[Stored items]

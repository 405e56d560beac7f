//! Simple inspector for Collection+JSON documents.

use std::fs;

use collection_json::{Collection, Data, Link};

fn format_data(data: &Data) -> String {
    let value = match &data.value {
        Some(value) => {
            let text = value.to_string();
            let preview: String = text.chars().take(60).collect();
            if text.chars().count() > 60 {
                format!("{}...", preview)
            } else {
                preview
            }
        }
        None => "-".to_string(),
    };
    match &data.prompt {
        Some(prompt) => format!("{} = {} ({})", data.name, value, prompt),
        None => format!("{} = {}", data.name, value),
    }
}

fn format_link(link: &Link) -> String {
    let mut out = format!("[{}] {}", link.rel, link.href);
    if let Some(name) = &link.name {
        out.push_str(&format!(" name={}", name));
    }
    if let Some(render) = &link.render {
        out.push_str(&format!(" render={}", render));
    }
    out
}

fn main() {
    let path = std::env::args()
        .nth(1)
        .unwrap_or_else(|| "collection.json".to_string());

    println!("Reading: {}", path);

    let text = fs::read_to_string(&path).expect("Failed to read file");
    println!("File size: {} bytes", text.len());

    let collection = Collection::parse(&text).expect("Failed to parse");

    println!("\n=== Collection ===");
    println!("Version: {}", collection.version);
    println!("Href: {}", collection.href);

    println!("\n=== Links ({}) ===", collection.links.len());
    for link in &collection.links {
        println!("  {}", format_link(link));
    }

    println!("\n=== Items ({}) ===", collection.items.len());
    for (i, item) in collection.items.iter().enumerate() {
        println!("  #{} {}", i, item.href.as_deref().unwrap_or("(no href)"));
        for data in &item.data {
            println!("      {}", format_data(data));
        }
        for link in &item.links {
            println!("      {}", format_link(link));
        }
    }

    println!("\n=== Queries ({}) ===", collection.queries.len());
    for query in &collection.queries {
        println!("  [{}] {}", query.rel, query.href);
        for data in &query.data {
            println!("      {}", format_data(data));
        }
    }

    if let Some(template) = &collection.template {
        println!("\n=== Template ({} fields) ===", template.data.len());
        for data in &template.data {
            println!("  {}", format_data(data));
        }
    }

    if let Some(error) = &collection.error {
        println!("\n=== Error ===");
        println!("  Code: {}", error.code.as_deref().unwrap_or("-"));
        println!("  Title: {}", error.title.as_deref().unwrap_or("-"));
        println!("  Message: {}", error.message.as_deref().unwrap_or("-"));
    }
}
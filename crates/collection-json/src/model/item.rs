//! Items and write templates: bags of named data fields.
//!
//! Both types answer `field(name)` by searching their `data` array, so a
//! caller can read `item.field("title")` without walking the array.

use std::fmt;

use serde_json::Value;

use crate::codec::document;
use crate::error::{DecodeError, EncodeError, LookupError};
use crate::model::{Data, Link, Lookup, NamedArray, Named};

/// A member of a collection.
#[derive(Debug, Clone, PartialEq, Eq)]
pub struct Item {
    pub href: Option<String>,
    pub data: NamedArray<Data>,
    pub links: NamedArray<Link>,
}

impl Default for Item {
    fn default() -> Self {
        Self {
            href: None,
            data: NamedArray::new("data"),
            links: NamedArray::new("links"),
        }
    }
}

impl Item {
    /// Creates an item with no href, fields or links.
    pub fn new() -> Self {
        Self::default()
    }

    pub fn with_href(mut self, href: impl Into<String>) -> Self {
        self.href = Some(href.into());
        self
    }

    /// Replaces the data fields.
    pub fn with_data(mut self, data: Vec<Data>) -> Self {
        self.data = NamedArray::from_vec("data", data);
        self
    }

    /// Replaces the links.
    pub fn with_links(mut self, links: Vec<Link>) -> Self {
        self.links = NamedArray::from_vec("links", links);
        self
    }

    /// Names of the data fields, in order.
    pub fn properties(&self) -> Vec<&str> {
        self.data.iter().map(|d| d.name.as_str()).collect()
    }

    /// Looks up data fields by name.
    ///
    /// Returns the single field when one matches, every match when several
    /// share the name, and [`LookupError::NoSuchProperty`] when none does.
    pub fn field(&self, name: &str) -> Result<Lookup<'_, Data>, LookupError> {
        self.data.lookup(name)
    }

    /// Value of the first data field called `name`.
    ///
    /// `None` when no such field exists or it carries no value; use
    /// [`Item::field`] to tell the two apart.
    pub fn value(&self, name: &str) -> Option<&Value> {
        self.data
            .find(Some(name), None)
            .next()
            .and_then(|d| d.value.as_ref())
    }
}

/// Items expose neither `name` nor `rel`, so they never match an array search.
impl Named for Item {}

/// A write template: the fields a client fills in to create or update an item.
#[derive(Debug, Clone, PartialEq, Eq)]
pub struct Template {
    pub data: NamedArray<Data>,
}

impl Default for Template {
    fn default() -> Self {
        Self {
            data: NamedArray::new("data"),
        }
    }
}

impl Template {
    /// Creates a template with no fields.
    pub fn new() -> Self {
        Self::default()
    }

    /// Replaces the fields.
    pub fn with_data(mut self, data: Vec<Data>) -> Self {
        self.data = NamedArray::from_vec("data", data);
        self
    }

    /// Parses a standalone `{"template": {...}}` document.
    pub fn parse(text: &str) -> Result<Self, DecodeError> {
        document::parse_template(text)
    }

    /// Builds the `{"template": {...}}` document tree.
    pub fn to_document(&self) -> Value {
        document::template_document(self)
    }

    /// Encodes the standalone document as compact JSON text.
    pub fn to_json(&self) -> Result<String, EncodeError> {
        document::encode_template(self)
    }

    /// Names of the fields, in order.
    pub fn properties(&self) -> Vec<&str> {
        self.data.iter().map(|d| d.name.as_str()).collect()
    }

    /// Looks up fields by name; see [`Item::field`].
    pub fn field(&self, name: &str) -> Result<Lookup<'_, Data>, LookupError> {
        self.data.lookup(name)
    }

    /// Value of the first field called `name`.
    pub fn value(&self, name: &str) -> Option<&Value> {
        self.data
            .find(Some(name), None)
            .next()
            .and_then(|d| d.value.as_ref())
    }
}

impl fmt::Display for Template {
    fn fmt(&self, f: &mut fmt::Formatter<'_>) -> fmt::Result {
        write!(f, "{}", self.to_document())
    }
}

- **PROBLEM STATEMENT**: Above are the entries. Copy exactly the part that opens with the line containing "if let Some(error)" and closes with the line containing "pub fn with_links(mut", and no more.

- **WORKED SOLUTION**:
    if let Some(error) = &collection.error {
        println!("\n=== Error ===");
        println!("  Code: {}", error.code.as_deref().unwrap_or("-"));
        println!("  Title: {}", error.title.as_deref().unwrap_or("-"));
        println!("  Message: {}", error.message.as_deref().unwrap_or("-"));
    }
}
filename crates/collection-json/src/model/item.rs
//! Items and write templates: bags of named data fields.
//!
//! Both types answer `field(name)` by searching their `data` array, so a
//! caller can read `item.field("title")` without walking the array.

use std::fmt;

use serde_json::Value;

use crate::codec::document;
use crate::error::{DecodeError, EncodeError, LookupError};
use crate::model::{Data, Link, Lookup, NamedArray, Named};

/// A member of a collection.
#[derive(Debug, Clone, PartialEq, Eq)]
pub struct Item {
    pub href: Option<String>,
    pub data: NamedArray<Data>,
    pub links: NamedArray<Link>,
}

impl Default for Item {
    fn default() -> Self {
        Self {
            href: None,
            data: NamedArray::new("data"),
            links: NamedArray::new("links"),
        }
    }
}

impl Item {
    /// Creates an item with no href, fields or links.
    pub fn new() -> Self {
        Self::default()
    }

    pub fn with_href(mut self, href: impl Into<String>) -> Self {
        self.href = Some(href.into());
        self
    }

    /// Replaces the data fields.
    pub fn with_data(mut self, data: Vec<Data>) -> Self {
        self.data = NamedArray::from_vec("data", data);
        self
    }

    /// Replaces the links.
    pub fn with_links(mut self, links: Vec<Link>) -> Self {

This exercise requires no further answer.